Exercise »
Quote exactly, and only, the lines of the material below from the line with "async fn test_fetch_invalid_scheme_fails_without_retry()" through the line with "pub mod schema;".

++++++

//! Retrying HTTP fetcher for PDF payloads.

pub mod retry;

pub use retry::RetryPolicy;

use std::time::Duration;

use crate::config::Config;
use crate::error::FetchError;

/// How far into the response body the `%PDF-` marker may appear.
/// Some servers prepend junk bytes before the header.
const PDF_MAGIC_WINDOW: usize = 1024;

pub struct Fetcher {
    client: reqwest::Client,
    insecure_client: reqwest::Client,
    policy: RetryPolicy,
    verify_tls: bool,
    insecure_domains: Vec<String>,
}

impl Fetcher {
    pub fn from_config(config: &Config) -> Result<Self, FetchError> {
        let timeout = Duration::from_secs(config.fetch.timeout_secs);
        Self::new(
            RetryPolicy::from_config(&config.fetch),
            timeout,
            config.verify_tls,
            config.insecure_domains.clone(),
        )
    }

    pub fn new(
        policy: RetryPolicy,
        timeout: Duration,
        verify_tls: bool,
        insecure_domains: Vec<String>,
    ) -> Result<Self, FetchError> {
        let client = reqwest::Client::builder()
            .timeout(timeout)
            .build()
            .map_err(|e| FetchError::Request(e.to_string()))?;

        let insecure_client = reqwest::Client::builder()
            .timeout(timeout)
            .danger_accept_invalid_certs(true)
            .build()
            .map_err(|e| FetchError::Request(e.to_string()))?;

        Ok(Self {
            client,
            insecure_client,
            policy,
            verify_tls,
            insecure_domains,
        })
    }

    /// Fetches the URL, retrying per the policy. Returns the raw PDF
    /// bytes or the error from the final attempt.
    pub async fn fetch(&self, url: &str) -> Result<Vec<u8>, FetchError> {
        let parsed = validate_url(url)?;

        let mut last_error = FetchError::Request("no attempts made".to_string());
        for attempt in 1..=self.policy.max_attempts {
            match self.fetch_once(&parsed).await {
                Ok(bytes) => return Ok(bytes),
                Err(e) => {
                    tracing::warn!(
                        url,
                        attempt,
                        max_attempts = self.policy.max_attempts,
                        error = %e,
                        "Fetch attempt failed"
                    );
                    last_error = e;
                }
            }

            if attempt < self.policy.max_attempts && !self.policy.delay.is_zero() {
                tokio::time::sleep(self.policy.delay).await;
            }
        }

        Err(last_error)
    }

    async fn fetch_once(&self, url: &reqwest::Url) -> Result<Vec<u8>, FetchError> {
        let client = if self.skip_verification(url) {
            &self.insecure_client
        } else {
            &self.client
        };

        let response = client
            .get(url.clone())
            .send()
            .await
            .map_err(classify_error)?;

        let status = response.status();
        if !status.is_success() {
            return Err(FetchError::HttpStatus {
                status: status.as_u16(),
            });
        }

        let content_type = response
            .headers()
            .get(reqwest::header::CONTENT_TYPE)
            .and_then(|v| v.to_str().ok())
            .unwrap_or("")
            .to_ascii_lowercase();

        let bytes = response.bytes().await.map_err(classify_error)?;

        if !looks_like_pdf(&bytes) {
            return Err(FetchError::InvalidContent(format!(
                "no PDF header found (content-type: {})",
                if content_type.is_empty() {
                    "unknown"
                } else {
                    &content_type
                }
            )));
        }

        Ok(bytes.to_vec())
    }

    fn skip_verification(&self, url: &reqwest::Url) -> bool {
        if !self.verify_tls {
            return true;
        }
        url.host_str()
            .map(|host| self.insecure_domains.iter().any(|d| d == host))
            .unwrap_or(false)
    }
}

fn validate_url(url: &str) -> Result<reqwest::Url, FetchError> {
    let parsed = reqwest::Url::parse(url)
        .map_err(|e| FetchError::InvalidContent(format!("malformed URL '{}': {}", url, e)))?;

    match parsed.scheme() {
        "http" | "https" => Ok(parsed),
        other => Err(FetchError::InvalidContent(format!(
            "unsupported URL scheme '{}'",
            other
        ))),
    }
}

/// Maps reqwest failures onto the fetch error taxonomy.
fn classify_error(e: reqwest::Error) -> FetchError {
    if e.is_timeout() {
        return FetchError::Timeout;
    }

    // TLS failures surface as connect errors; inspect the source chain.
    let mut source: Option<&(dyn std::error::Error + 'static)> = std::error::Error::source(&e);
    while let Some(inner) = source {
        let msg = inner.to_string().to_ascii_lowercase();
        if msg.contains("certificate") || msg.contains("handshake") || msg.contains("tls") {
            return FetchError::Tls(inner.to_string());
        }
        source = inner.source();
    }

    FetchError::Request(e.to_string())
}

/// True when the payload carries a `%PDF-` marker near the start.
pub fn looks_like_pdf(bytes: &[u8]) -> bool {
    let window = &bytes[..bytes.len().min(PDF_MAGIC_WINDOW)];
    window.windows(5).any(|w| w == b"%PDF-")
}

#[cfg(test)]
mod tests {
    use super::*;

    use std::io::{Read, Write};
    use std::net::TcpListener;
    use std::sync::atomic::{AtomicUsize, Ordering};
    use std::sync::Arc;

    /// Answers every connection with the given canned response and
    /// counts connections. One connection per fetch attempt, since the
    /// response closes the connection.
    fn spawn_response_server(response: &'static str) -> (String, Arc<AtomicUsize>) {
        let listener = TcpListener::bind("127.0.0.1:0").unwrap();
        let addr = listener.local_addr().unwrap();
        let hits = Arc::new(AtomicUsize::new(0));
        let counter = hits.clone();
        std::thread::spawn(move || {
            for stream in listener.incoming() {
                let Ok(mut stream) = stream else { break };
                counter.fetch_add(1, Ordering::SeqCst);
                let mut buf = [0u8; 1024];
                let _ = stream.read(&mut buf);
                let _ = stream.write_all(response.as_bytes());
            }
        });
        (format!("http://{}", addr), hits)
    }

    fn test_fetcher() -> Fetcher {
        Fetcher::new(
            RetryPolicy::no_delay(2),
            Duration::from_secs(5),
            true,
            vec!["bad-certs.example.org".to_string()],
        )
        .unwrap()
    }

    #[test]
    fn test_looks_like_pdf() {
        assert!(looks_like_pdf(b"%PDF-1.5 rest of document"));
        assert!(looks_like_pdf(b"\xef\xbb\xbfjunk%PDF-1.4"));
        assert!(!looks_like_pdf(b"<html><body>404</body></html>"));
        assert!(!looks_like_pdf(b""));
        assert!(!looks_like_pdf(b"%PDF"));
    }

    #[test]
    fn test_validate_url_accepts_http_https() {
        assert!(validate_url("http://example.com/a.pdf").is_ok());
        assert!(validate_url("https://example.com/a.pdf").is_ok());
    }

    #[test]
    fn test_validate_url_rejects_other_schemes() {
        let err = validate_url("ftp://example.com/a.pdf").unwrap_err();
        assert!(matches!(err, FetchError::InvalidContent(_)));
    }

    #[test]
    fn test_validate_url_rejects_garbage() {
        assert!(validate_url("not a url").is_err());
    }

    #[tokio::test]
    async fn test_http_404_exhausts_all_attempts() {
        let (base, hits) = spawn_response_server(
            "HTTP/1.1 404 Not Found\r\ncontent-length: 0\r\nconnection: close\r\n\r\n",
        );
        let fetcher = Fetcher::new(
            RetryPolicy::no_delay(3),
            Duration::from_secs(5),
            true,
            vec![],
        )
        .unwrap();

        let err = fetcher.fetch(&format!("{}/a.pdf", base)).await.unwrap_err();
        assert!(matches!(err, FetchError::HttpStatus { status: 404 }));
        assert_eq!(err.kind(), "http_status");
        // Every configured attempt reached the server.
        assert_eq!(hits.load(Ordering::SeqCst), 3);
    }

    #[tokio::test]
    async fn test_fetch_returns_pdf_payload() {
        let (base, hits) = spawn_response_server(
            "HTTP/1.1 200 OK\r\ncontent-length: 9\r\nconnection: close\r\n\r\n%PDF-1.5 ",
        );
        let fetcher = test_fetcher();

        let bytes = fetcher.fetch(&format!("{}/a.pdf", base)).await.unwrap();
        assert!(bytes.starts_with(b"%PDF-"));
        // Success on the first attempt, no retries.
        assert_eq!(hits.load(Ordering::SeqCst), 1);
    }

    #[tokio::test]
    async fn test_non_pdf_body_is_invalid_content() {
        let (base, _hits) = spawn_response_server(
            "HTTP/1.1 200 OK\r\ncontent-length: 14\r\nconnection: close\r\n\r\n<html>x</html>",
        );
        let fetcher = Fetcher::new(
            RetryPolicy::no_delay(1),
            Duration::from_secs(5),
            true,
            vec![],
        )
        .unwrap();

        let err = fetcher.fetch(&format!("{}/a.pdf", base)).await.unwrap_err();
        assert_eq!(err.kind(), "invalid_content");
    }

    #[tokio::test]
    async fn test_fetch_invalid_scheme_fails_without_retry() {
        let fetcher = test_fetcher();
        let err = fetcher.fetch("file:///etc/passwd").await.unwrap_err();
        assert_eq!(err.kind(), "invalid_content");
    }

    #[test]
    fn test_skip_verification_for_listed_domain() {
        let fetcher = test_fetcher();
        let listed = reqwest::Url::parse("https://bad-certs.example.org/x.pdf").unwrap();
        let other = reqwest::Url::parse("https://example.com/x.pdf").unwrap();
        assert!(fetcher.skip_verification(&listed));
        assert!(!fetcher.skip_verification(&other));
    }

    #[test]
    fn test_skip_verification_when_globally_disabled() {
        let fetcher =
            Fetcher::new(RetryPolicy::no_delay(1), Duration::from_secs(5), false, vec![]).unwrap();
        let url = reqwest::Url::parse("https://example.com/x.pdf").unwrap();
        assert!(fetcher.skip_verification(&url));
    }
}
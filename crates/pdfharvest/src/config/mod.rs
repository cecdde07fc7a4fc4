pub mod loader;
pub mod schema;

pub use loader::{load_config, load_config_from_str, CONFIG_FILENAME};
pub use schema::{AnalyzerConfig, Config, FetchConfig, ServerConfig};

++++++

Exercise answer »
    async fn test_fetch_invalid_scheme_fails_without_retry() {
        let fetcher = test_fetcher();
        let err = fetcher.fetch("file:///etc/passwd").await.unwrap_err();
        assert_eq!(err.kind(), "invalid_content");
    }

    #[test]
    fn test_skip_verification_for_listed_domain() {
        let fetcher = test_fetcher();
        let listed = reqwest::Url::parse("https://bad-certs.example.org/x.pdf").unwrap();
        let other = reqwest::Url::parse("https://example.com/x.pdf").unwrap();
        assert!(fetcher.skip_verification(&listed));
        assert!(!fetcher.skip_verification(&other));
    }

    #[test]
    fn test_skip_verification_when_globally_disabled() {
        let fetcher =
            Fetcher::new(RetryPolicy::no_delay(1), Duration::from_secs(5), false, vec![]).unwrap();
        let url = reqwest::Url::parse("https://example.com/x.pdf").unwrap();
        assert!(fetcher.skip_verification(&url));
    }
}
filename crates/pdfharvest/src/config/mod.rs
repository cecdde07fc7a4fc4
pub mod loader;
pub mod schema;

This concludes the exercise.